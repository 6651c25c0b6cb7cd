//! The state tree owned by the store: MCP entries plus profiles.

use std::collections::{BTreeSet, HashSet};

use chrono::{DateTime, Utc};
use serde::{Deserialize, Serialize};
use uuid::Uuid;

use crate::mcp::{name_key, resolve_unique_name, McpEntry};
use crate::profile::{Profile, ProfileIndex};

/// Everything that gets persisted and snapshotted.
#[derive(Debug, Clone, Default, PartialEq, Eq, Serialize, Deserialize)]
pub struct StoreState {
    #[serde(default)]
    pub mcps: Vec<McpEntry>,
    #[serde(default)]
    pub profiles: ProfileIndex,
}

impl StoreState {
    pub fn get(&self, id: Uuid) -> Option<&McpEntry> {
        self.mcps.iter().find(|m| m.id == id)
    }

    pub(crate) fn get_mut(&mut self, id: Uuid) -> Option<&mut McpEntry> {
        self.mcps.iter_mut().find(|m| m.id == id)
    }

    pub fn contains(&self, id: Uuid) -> bool {
        self.mcps.iter().any(|m| m.id == id)
    }

    pub fn mcp_ids(&self) -> BTreeSet<Uuid> {
        self.mcps.iter().map(|m| m.id).collect()
    }

    /// Name keys of every entry except `exclude`.
    pub fn taken_mcp_names(&self, exclude: Option<Uuid>) -> HashSet<String> {
        self.mcps
            .iter()
            .filter(|m| Some(m.id) != exclude)
            .map(|m| name_key(&m.name))
            .collect()
    }

    /// Name keys of every profile except `exclude`.
    pub fn taken_profile_names(&self, exclude: Option<Uuid>) -> HashSet<String> {
        self.profiles
            .iter()
            .filter(|p| Some(p.id) != exclude)
            .map(|p| name_key(&p.name))
            .collect()
    }

    /// Check the invariants every committed state must hold.
    pub fn validate(&self) -> Result<(), String> {
        let mut ids = HashSet::new();
        let mut names = HashSet::new();
        for mcp in &self.mcps {
            if !ids.insert(mcp.id) {
                return Err(format!("duplicate MCP id {}", mcp.id));
            }
            if !names.insert(name_key(&mcp.name)) {
                return Err(format!("duplicate MCP name '{}'", mcp.name));
            }
        }

        let mut profile_ids = HashSet::new();
        let mut profile_names = HashSet::new();
        for profile in self.profiles.iter() {
            if !profile_ids.insert(profile.id) {
                return Err(format!("duplicate profile id {}", profile.id));
            }
            if !profile_names.insert(name_key(&profile.name)) {
                return Err(format!("duplicate profile name '{}'", profile.name));
            }
        }

        let known = self.mcp_ids();
        if let Some((profile_id, mcp_id)) = self.profiles.dangling(&known).next() {
            return Err(format!(
                "profile {} references missing MCP {}",
                profile_id, mcp_id
            ));
        }
        Ok(())
    }

    /// Bring loaded data back in line with the invariants.
    ///
    /// Drops repeated ids, renames case-insensitive name clashes, collapses
    /// repeated members and removes dangling membership edges. Returns the
    /// number of fixes applied.
    pub(crate) fn repair(&mut self, now: DateTime<Utc>) -> usize {
        let mut fixes = 0;

        let mut seen = HashSet::new();
        let before = self.mcps.len();
        self.mcps.retain(|m| seen.insert(m.id));
        fixes += before - self.mcps.len();

        let mut taken = HashSet::new();
        for mcp in &mut self.mcps {
            let unique = resolve_unique_name(&mcp.name, &taken, now);
            if unique != mcp.name {
                mcp.name = unique;
                fixes += 1;
            }
            taken.insert(name_key(&mcp.name));
        }

        let mut profiles: Vec<Profile> = self.profiles.iter().cloned().collect();
        let mut seen = HashSet::new();
        let before = profiles.len();
        profiles.retain(|p| seen.insert(p.id));
        fixes += before - profiles.len();

        let mut taken = HashSet::new();
        for profile in &mut profiles {
            let unique = resolve_unique_name(&profile.name, &taken, now);
            if unique != profile.name {
                profile.name = unique;
                fixes += 1;
            }
            taken.insert(name_key(&profile.name));

            let mut members = HashSet::new();
            let before = profile.mcp_ids.len();
            profile.mcp_ids.retain(|id| members.insert(*id));
            fixes += before - profile.mcp_ids.len();
        }
        self.profiles = ProfileIndex::from_profiles(profiles);

        fixes + self.prune_dangling()
    }

    /// Remove membership edges that point at missing entries.
    ///
    /// Returns the number of edges dropped.
    pub(crate) fn prune_dangling(&mut self) -> usize {
        let known = self.mcp_ids();
        let dangling: Vec<Uuid> = self
            .profiles
            .dangling(&known)
            .map(|(_, mcp_id)| mcp_id)
            .collect::<BTreeSet<_>>()
            .into_iter()
            .collect();
        let mut dropped = 0;
        for mcp_id in dangling {
            dropped += self.profiles.on_entity_removed(mcp_id).len();
        }
        dropped
    }
}
//! Profiles and the MCP ⟷ profile membership index.
//!
//! A profile references MCP entries by id; it never owns them. Membership
//! lives only inside each [`Profile`], so `members_of` and `profiles_of`
//! are views over the same data and cannot drift apart.

use std::collections::BTreeSet;

use chrono::{DateTime, Utc};
use serde::{Deserialize, Serialize};
use uuid::Uuid;

/// A named group of MCP entries.
#[derive(Debug, Clone, PartialEq, Eq, Serialize, Deserialize)]
pub struct Profile {
    pub id: Uuid,
    /// Unique among profiles, ignoring case
    pub name: String,
    #[serde(default, skip_serializing_if = "Option::is_none")]
    pub description: Option<String>,
    /// Member MCP ids in insertion order, without repeats
    #[serde(default)]
    pub mcp_ids: Vec<Uuid>,
    pub created_at: DateTime<Utc>,
    pub updated_at: DateTime<Utc>,
}

impl Profile {
    pub fn new(id: Uuid, name: String, now: DateTime<Utc>) -> Self {
        Self {
            id,
            name,
            description: None,
            mcp_ids: Vec::new(),
            created_at: now,
            updated_at: now,
        }
    }

    pub fn contains(&self, mcp_id: Uuid) -> bool {
        self.mcp_ids.contains(&mcp_id)
    }
}

/// Partial update for a profile.
#[derive(Debug, Clone, Default, PartialEq, Eq, Serialize, Deserialize)]
pub struct ProfilePatch {
    #[serde(default)]
    pub name: Option<String>,
    /// `Some(None)` clears the description.
    #[serde(default)]
    pub description: Option<Option<String>>,
}

/// The profile collection and its membership edges.
#[derive(Debug, Clone, Default, PartialEq, Eq, Serialize, Deserialize)]
#[serde(transparent)]
pub struct ProfileIndex {
    profiles: Vec<Profile>,
}

impl ProfileIndex {
    pub fn new() -> Self {
        Self::default()
    }

    pub fn from_profiles(profiles: Vec<Profile>) -> Self {
        Self { profiles }
    }

    pub fn len(&self) -> usize {
        self.profiles.len()
    }

    pub fn is_empty(&self) -> bool {
        self.profiles.is_empty()
    }

    pub fn iter(&self) -> impl Iterator<Item = &Profile> {
        self.profiles.iter()
    }

    pub fn as_slice(&self) -> &[Profile] {
        &self.profiles
    }

    pub fn get(&self, profile_id: Uuid) -> Option<&Profile> {
        self.profiles.iter().find(|p| p.id == profile_id)
    }

    pub(crate) fn get_mut(&mut self, profile_id: Uuid) -> Option<&mut Profile> {
        self.profiles.iter_mut().find(|p| p.id == profile_id)
    }

    pub(crate) fn insert(&mut self, profile: Profile) {
        self.profiles.push(profile);
    }

    /// Add `mcp_id` to a profile. Returns `None` if the profile does not
    /// exist, otherwise whether the membership changed.
    pub fn add_member(&mut self, profile_id: Uuid, mcp_id: Uuid) -> Option<bool> {
        let profile = self.get_mut(profile_id)?;
        if profile.contains(mcp_id) {
            return Some(false);
        }
        profile.mcp_ids.push(mcp_id);
        Some(true)
    }

    /// Remove `mcp_id` from a profile. Returns `None` if the profile does not
    /// exist, otherwise whether the membership changed.
    pub fn remove_member(&mut self, profile_id: Uuid, mcp_id: Uuid) -> Option<bool> {
        let profile = self.get_mut(profile_id)?;
        let before = profile.mcp_ids.len();
        profile.mcp_ids.retain(|id| *id != mcp_id);
        Some(profile.mcp_ids.len() != before)
    }

    /// Drop `mcp_id` from every profile. Returns the ids of profiles that
    /// referenced it.
    pub fn on_entity_removed(&mut self, mcp_id: Uuid) -> Vec<Uuid> {
        let mut touched = Vec::new();
        for profile in &mut self.profiles {
            let before = profile.mcp_ids.len();
            profile.mcp_ids.retain(|id| *id != mcp_id);
            if profile.mcp_ids.len() != before {
                touched.push(profile.id);
            }
        }
        touched
    }

    /// Delete a profile and its membership edges.
    pub fn on_profile_removed(&mut self, profile_id: Uuid) -> Option<Profile> {
        let pos = self.profiles.iter().position(|p| p.id == profile_id)?;
        Some(self.profiles.remove(pos))
    }

    /// Member ids of a profile in insertion order.
    pub fn members_of(&self, profile_id: Uuid) -> Option<&[Uuid]> {
        self.get(profile_id).map(|p| p.mcp_ids.as_slice())
    }

    /// Ids of every profile containing `mcp_id`.
    pub fn profiles_of(&self, mcp_id: Uuid) -> BTreeSet<Uuid> {
        self.profiles
            .iter()
            .filter(|p| p.contains(mcp_id))
            .map(|p| p.id)
            .collect()
    }

    /// Member ids that are not in `known`.
    pub fn dangling<'a>(
        &'a self,
        known: &'a BTreeSet<Uuid>,
    ) -> impl Iterator<Item = (Uuid, Uuid)> + 'a {
        self.profiles.iter().flat_map(move |p| {
            p.mcp_ids
                .iter()
                .filter(move |id| !known.contains(*id))
                .map(move |id| (p.id, *id))
        })
    }
}

#[cfg(test)]
mod tests {
    use super::*;

    fn id(n: u128) -> Uuid {
        Uuid::from_u128(n)
    }

    fn index_with(profile_ids: &[u128]) -> ProfileIndex {
        let mut index = ProfileIndex::new();
        for &p in profile_ids {
            index.insert(Profile::new(id(p), format!("P{}", p), Utc::now()));
        }
        index
    }

    #[test]
    fn test_add_member_is_idempotent() {
        let mut index = index_with(&[100]);
        assert_eq!(index.add_member(id(100), id(1)), Some(true));
        let once = index.clone();
        assert_eq!(index.add_member(id(100), id(1)), Some(false));
        assert_eq!(index, once);
        assert_eq!(index.members_of(id(100)), Some(&[id(1)][..]));
    }

    #[test]
    fn test_remove_member_is_idempotent() {
        let mut index = index_with(&[100]);
        index.add_member(id(100), id(1));
        index.add_member(id(100), id(2));

        assert_eq!(index.remove_member(id(100), id(1)), Some(true));
        let once = index.clone();
        assert_eq!(index.remove_member(id(100), id(1)), Some(false));
        assert_eq!(index, once);
        assert_eq!(index.members_of(id(100)), Some(&[id(2)][..]));
    }

    #[test]
    fn test_edits_on_missing_profile() {
        let mut index = index_with(&[100]);
        assert_eq!(index.add_member(id(999), id(1)), None);
        assert_eq!(index.remove_member(id(999), id(1)), None);
        assert_eq!(index.members_of(id(999)), None);
    }

    #[test]
    fn test_members_keep_insertion_order() {
        let mut index = index_with(&[100]);
        for m in [3, 1, 2] {
            index.add_member(id(100), id(m));
        }
        assert_eq!(index.members_of(id(100)), Some(&[id(3), id(1), id(2)][..]));
    }

    #[test]
    fn test_entity_removal_cascades() {
        let mut index = index_with(&[100, 200, 300]);
        index.add_member(id(100), id(1));
        index.add_member(id(200), id(1));
        index.add_member(id(200), id(2));
        index.add_member(id(300), id(2));

        let touched = index.on_entity_removed(id(1));
        assert_eq!(touched, vec![id(100), id(200)]);
        assert!(index.profiles_of(id(1)).is_empty());
        assert_eq!(index.members_of(id(200)), Some(&[id(2)][..]));
        assert_eq!(index.profiles_of(id(2)).len(), 2);
    }

    #[test]
    fn test_profile_removal_leaves_other_edges() {
        let mut index = index_with(&[100, 200]);
        index.add_member(id(100), id(1));
        index.add_member(id(200), id(1));

        let removed = index.on_profile_removed(id(100)).unwrap();
        assert_eq!(removed.mcp_ids, vec![id(1)]);
        assert_eq!(index.profiles_of(id(1)), BTreeSet::from([id(200)]));
        assert!(index.on_profile_removed(id(100)).is_none());
    }

    #[test]
    fn test_dangling_members() {
        let mut index = index_with(&[100]);
        index.add_member(id(100), id(1));
        index.add_member(id(100), id(2));
        let known = BTreeSet::from([id(1)]);
        let dangling: Vec<_> = index.dangling(&known).collect();
        assert_eq!(dangling, vec![(id(100), id(2))]);
    }
}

--*--

### Task instructions
Above are the records; copy exactly the lines from the one with "let removed = index.on_profile_removed(id(100)).unwrap();" through the final line.

### Solution for this problem
        let removed = index.on_profile_removed(id(100)).unwrap();
        assert_eq!(removed.mcp_ids, vec![id(1)]);
        assert_eq!(index.profiles_of(id(1)), BTreeSet::from([id(200)]));
        assert!(index.on_profile_removed(id(100)).is_none());
    }

    #[test]
    fn test_dangling_members() {
        let mut index = index_with(&[100]);
        index.add_member(id(100), id(1));
        index.add_member(id(100), id(2));
        let known = BTreeSet::from([id(1)]);
        let dangling: Vec<_> = index.dangling(&known).collect();
        assert_eq!(dangling, vec![(id(100), id(2))]);
    }
}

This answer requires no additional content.